In a setback for adherents of the brain-death position, which the Israeli Chief Rabbinate adopted in 1986, the chief rabbi of the United Kingdom, Jonathan Sacks, and the London Beth Din (rabbinic court) issued a joint statement last week stating that only “cardio-respiratory death” is the halachically acceptable criteria for death.

The office of the chief rabbi did not respond to e-mail requests for an interview.

The sense that rabbinic authorities were moving away from the long-accepted brain-death criteria prompted Rabbi Dov Linzer, head of school and dean of Yeshivat Chovevei Torah Rabbinical School in the Bronx, to draft and post a statement for signatures supporting the brain-death position.

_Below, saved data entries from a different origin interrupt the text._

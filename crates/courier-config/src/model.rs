// SPDX-FileCopyrightText: 2026 Courier Contributors
// SPDX-License-Identifier: MIT OR Apache-2.0

//! Configuration model structs for the Courier delivery engines.
//!
//! All structs use `#[serde(deny_unknown_fields)]` to reject unrecognized
//! config keys at startup, providing actionable error messages.

use std::time::Duration;

use courier_core::{RetryDiscipline, StrategyKind};
use serde::{Deserialize, Serialize};

/// Top-level Courier configuration.
///
/// Loaded from TOML files following XDG hierarchy, with environment variable overrides.
/// All sections are optional and default to sensible values.
#[derive(Debug, Clone, Default, Deserialize, Serialize)]
#[serde(deny_unknown_fields)]
pub struct CourierConfig {
    /// Remote service connection settings.
    #[serde(default)]
    pub client: ClientConfig,

    /// Local durable storage settings.
    #[serde(default)]
    pub storage: StorageConfig,

    /// Foreground retry engine settings.
    #[serde(default)]
    pub retry: RetryConfig,

    /// Resumable chunked transfer settings.
    #[serde(default)]
    pub resumable: ResumableConfig,

    /// Durable job queue settings.
    #[serde(default)]
    pub queue: QueueConfig,

    /// Strategy selection.
    #[serde(default)]
    pub delivery: DeliveryConfig,
}

/// Remote service connection configuration.
#[derive(Debug, Clone, Deserialize, Serialize)]
#[serde(deny_unknown_fields)]
pub struct ClientConfig {
    /// Base URL of the remote service (scheme + host + optional port).
    #[serde(default = "default_base_url")]
    pub base_url: String,

    /// Per-request timeout in seconds.
    #[serde(default = "default_request_timeout_secs")]
    pub request_timeout_secs: u64,

    /// Logging level (trace, debug, info, warn, error).
    #[serde(default = "default_log_level")]
    pub log_level: String,
}

impl Default for ClientConfig {
    fn default() -> Self {
        Self {
            base_url: default_base_url(),
            request_timeout_secs: default_request_timeout_secs(),
            log_level: default_log_level(),
        }
    }
}

impl ClientConfig {
    pub fn request_timeout(&self) -> Duration {
        Duration::from_secs(self.request_timeout_secs)
    }
}

fn default_base_url() -> String {
    "http://127.0.0.1:8080".to_string()
}

fn default_request_timeout_secs() -> u64 {
    30
}

fn default_log_level() -> String {
    "info".to_string()
}

/// Local durable storage configuration.
#[derive(Debug, Clone, Deserialize, Serialize)]
#[serde(deny_unknown_fields)]
pub struct StorageConfig {
    /// Path to the SQLite database holding offsets and delivery jobs.
    #[serde(default = "default_database_path")]
    pub database_path: String,

    /// Directory where chunk files are staged for background transfer.
    #[serde(default = "default_staging_dir")]
    pub staging_dir: String,

    /// Enable WAL journal mode.
    #[serde(default = "default_true")]
    pub wal_mode: bool,
}

impl Default for StorageConfig {
    fn default() -> Self {
        Self {
            database_path: default_database_path(),
            staging_dir: default_staging_dir(),
            wal_mode: true,
        }
    }
}

fn default_database_path() -> String {
    "courier.db".to_string()
}

fn default_staging_dir() -> String {
    "courier-staging".to_string()
}

fn default_true() -> bool {
    true
}

/// Foreground retry engine configuration.
///
/// Defaults reproduce the documented discipline constants.
#[derive(Debug, Clone, Deserialize, Serialize)]
#[serde(deny_unknown_fields)]
pub struct RetryConfig {
    /// Discipline used when a submission does not name one.
    #[serde(default = "default_discipline")]
    pub default_discipline: RetryDiscipline,

    /// Exponential backoff: maximum attempts per submission.
    #[serde(default = "default_backoff_max_attempts")]
    pub backoff_max_attempts: u32,

    /// Exponential backoff: upper bound of the computed delay, in seconds.
    #[serde(default = "default_backoff_cap_secs")]
    pub backoff_cap_secs: u64,

    /// Circuit breaker: maximum attempts per submission.
    #[serde(default = "default_circuit_max_attempts")]
    pub circuit_max_attempts: u32,

    /// Circuit breaker: fixed delay between attempts, in milliseconds.
    #[serde(default = "default_circuit_retry_delay_ms")]
    pub circuit_retry_delay_ms: u64,

    /// Consecutive exhausted submissions that open the breaker.
    #[serde(default = "default_circuit_failure_threshold")]
    pub circuit_failure_threshold: u32,

    /// How long the breaker stays open, in seconds.
    #[serde(default = "default_circuit_cooldown_secs")]
    pub circuit_cooldown_secs: u64,

    /// Idempotency-keyed retry: maximum attempts per submission.
    #[serde(default = "default_idempotent_max_attempts")]
    pub idempotent_max_attempts: u32,
}

impl Default for RetryConfig {
    fn default() -> Self {
        Self {
            default_discipline: default_discipline(),
            backoff_max_attempts: default_backoff_max_attempts(),
            backoff_cap_secs: default_backoff_cap_secs(),
            circuit_max_attempts: default_circuit_max_attempts(),
            circuit_retry_delay_ms: default_circuit_retry_delay_ms(),
            circuit_failure_threshold: default_circuit_failure_threshold(),
            circuit_cooldown_secs: default_circuit_cooldown_secs(),
            idempotent_max_attempts: default_idempotent_max_attempts(),
        }
    }
}

impl RetryConfig {
    pub fn circuit_retry_delay(&self) -> Duration {
        Duration::from_millis(self.circuit_retry_delay_ms)
    }

    pub fn circuit_cooldown(&self) -> Duration {
        Duration::from_secs(self.circuit_cooldown_secs)
    }
}

fn default_discipline() -> RetryDiscipline {
    RetryDiscipline::ExponentialBackoff
}

fn default_backoff_max_attempts() -> u32 {
    5
}

fn default_backoff_cap_secs() -> u64 {
    8
}

fn default_circuit_max_attempts() -> u32 {
    3
}

fn default_circuit_retry_delay_ms() -> u64 {
    750
}

fn default_circuit_failure_threshold() -> u32 {
    2
}

fn default_circuit_cooldown_secs() -> u64 {
    15
}

fn default_idempotent_max_attempts() -> u32 {
    4
}

/// Resumable chunked transfer configuration.
#[derive(Debug, Clone, Deserialize, Serialize)]
#[serde(deny_unknown_fields)]
pub struct ResumableConfig {
    /// Chunk size in bytes (the last chunk may be shorter).
    #[serde(default = "default_chunk_size")]
    pub chunk_size: usize,

    /// Retries of a single failed chunk before the whole submission aborts.
    #[serde(default = "default_max_chunk_retries")]
    pub max_chunk_retries: u32,

    /// Base pause before a chunk retry; retry `n` waits `n` times this.
    #[serde(default = "default_chunk_retry_delay_ms")]
    pub chunk_retry_delay_ms: u64,
}

impl Default for ResumableConfig {
    fn default() -> Self {
        Self {
            chunk_size: default_chunk_size(),
            max_chunk_retries: default_max_chunk_retries(),
            chunk_retry_delay_ms: default_chunk_retry_delay_ms(),
        }
    }
}

impl ResumableConfig {
    pub fn chunk_retry_delay(&self) -> Duration {
        Duration::from_millis(self.chunk_retry_delay_ms)
    }
}

fn default_chunk_size() -> usize {
    512 * 1024
}

fn default_max_chunk_retries() -> u32 {
    5
}

fn default_chunk_retry_delay_ms() -> u64 {
    500
}

/// Durable job queue configuration.
#[derive(Debug, Clone, Deserialize, Serialize)]
#[serde(deny_unknown_fields)]
pub struct QueueConfig {
    /// Pause after any failed delivery before the next drain iteration.
    #[serde(default = "default_failure_pause_ms")]
    pub failure_pause_ms: u64,

    /// Start draining automatically when a job is enqueued.
    #[serde(default = "default_true")]
    pub auto_drain: bool,
}

impl Default for QueueConfig {
    fn default() -> Self {
        Self {
            failure_pause_ms: default_failure_pause_ms(),
            auto_drain: true,
        }
    }
}

impl QueueConfig {
    pub fn failure_pause(&self) -> Duration {
        Duration::from_millis(self.failure_pause_ms)
    }
}

fn default_failure_pause_ms() -> u64 {
    1500
}

/// Strategy selection.
#[derive(Debug, Clone, Deserialize, Serialize)]
#[serde(deny_unknown_fields)]
pub struct DeliveryConfig {
    /// Active strategy (level1..level4).
    #[serde(default = "default_strategy")]
    pub strategy: StrategyKind,
}

impl Default for DeliveryConfig {
    fn default() -> Self {
        Self {
            strategy: default_strategy(),
        }
    }
}

fn default_strategy() -> StrategyKind {
    StrategyKind::Level2
}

The statement termed as “morally untenable” the notion that one could both adopt the cardiac definition of death and at the same time accept organ donations, based on the possibility of a person willing to be a donor recipient but not willing to be a donor.

“Such an approach is also highly damaging to the State of Israel, both internally and in regards to its relationship with the larger world, and to the Jewish people as a whole,” the statement said. “This approach must thus be unequivocally rejected by Jews at the individual and the communal level.”

Rabbi Linzer said he developed the website in the belief that most “rabbis in the field and in communities who deal with this issue hold with the definition of brain death, or refer people to those who hold that view.

“We felt the impression had been created that the dominant position rejects brain death and that only a small minority holds with it,” he added. “Even some of those who support brain death refer to it as a minority position. But that is not true either with regard to major [rabbinic] figures here or in Israel.”

Because of the “misperception” that brain death is not the accepted criteria for death, Rabbi Linzer said, “Jews have been disinclined to sign up as organ donors. Often it is not about halacha, but simply [the belief] that Jews don’t do this. We have not prioritized the fact that it is a mitzvah to be an organ donor.”

By Tuesday afternoon, nearly 100 Orthodox rabbis had signed on to the statement, which asserted that “all Jews should be encouraged to sign organ donor cards.”

Among the body parts that can be donated after cardiac death are the eyes and skin.

RCA Vice President Rabbi Shmuel Goldin said that time will tell which ruling will become accepted in the end.

“The process of halacha in the Orthodox community will unfold through the decisors of a generation studying the law and determining in a considered fashion what the law will be,” he said. “When we have a situation like this, when there is such a split in that process, what will happen is that over time the law will be decided both by that continued discussion and by the individual rabbis’ adoption of the position they will take within their community. If over time a large majority of that group take one position over the other, that will push the halacha for future generations.”

Rabbi Goldin, who is slated to assume the RCA presidency in May, said he personally has counseled that brain death meets the halachic criteria for death. But he said he respects the views of those who disagree.

“Everyone seems to view the fact that the RCA is not taking a position as a sign of weakness,” he said. “But it is a sign of the strength of the process — we have renowned authorities on both sides of the issue. If the split were not so clear, it would be easier for us to have a position.”

Robby Berman, founder and director of the Halachic Organ Donor Society, which encourages Jews to become organ donors, issued a statement expressing “disappointment” with the internal study but saying he was “very encouraged” by the RCA statement.

“It confirms acknowledgement that brain death is accepted by major” halachic authorities, he said.